(Stored data entries)
⁂

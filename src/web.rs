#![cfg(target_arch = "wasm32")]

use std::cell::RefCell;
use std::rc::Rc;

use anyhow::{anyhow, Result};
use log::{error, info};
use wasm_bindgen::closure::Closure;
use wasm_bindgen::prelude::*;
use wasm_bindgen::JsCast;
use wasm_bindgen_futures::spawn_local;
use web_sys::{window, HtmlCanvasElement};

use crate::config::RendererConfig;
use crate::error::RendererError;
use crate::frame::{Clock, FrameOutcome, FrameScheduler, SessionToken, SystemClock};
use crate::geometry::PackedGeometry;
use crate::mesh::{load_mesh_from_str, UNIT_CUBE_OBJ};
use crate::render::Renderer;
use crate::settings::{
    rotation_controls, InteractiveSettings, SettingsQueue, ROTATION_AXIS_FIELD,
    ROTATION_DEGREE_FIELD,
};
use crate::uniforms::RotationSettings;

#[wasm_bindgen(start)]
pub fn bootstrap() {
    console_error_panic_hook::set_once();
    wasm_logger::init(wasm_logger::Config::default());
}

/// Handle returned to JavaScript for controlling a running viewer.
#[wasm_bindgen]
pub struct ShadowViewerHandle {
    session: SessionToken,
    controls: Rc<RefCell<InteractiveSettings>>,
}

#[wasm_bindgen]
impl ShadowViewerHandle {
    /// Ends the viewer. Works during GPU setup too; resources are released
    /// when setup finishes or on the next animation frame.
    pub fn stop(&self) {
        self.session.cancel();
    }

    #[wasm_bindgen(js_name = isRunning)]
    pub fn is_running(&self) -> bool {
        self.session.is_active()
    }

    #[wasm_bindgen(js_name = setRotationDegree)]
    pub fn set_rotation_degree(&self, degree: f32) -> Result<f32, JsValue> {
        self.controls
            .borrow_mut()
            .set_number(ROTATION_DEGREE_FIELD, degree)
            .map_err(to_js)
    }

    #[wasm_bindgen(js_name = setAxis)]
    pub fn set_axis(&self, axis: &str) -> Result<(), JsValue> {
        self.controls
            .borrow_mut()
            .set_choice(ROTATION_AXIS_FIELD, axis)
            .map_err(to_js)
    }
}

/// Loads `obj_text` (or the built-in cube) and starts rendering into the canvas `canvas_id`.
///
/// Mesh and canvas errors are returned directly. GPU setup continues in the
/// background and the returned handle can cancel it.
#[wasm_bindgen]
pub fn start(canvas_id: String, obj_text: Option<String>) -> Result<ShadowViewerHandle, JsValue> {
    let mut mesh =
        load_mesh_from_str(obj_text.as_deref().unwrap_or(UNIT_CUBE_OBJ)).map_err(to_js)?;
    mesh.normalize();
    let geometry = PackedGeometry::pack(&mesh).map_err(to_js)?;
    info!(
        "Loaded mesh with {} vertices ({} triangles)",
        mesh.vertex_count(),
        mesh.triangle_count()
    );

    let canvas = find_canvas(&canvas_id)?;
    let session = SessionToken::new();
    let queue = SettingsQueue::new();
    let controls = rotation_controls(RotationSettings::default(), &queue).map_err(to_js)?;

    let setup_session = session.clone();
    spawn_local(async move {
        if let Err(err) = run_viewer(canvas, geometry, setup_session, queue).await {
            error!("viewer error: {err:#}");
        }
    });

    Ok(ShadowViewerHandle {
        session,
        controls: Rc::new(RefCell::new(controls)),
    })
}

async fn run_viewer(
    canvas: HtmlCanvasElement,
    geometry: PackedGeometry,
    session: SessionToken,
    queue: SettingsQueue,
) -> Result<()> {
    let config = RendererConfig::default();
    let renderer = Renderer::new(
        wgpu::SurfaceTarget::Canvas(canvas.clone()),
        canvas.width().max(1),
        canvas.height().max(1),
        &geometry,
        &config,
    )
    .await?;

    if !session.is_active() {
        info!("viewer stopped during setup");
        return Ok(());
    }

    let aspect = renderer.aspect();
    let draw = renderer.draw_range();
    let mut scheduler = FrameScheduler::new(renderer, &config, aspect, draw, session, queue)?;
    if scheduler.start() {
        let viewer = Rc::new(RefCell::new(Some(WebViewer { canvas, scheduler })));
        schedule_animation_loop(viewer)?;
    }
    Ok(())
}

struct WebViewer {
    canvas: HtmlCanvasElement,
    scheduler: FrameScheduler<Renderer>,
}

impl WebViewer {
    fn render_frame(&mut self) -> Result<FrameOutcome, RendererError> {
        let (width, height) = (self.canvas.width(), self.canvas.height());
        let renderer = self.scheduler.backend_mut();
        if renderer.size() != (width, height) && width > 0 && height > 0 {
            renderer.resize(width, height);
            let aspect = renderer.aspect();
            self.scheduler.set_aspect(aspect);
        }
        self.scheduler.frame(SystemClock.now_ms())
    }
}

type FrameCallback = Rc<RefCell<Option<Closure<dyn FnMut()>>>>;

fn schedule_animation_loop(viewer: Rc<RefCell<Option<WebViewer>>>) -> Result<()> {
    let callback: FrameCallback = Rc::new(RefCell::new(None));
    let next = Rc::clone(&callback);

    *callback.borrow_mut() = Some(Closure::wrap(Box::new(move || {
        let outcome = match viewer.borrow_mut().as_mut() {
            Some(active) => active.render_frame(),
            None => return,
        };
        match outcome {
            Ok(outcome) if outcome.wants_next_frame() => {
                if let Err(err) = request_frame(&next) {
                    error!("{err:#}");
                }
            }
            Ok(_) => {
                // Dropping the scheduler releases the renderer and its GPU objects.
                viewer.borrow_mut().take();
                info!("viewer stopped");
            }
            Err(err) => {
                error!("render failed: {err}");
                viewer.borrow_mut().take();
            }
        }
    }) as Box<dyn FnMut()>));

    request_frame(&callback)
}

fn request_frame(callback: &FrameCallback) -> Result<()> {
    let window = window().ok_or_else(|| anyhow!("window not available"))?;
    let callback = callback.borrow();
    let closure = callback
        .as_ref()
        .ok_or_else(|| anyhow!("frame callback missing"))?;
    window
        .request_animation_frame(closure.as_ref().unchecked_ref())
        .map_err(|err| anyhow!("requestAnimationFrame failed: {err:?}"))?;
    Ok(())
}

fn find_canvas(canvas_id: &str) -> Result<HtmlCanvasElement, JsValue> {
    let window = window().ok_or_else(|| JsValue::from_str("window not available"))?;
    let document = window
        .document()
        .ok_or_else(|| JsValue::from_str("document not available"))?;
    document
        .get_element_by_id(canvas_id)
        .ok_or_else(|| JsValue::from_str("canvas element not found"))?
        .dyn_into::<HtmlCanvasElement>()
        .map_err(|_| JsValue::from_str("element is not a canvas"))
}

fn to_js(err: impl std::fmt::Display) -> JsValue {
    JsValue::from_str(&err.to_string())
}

⁂

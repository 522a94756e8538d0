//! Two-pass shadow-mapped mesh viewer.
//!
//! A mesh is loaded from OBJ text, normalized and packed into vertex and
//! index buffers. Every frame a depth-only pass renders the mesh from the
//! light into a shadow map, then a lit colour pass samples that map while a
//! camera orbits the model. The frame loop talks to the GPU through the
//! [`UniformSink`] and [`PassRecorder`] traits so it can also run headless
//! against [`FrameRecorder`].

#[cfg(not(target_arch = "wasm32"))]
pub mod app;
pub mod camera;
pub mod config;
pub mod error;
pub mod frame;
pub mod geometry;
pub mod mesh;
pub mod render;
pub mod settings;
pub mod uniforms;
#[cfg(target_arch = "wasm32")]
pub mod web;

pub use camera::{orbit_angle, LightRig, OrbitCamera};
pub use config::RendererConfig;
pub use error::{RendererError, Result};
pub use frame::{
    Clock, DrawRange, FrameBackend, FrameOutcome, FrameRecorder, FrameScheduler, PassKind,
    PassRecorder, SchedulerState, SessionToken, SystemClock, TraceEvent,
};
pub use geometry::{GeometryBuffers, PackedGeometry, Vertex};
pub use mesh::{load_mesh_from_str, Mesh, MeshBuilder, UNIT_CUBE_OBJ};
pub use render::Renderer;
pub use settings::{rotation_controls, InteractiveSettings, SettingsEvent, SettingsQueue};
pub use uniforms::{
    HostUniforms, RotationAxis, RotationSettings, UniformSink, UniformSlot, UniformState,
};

⁂

**Task requirements:** In these entries, please give the number of lines holding the string "async" and nothing more.

**Exercise answer:** 2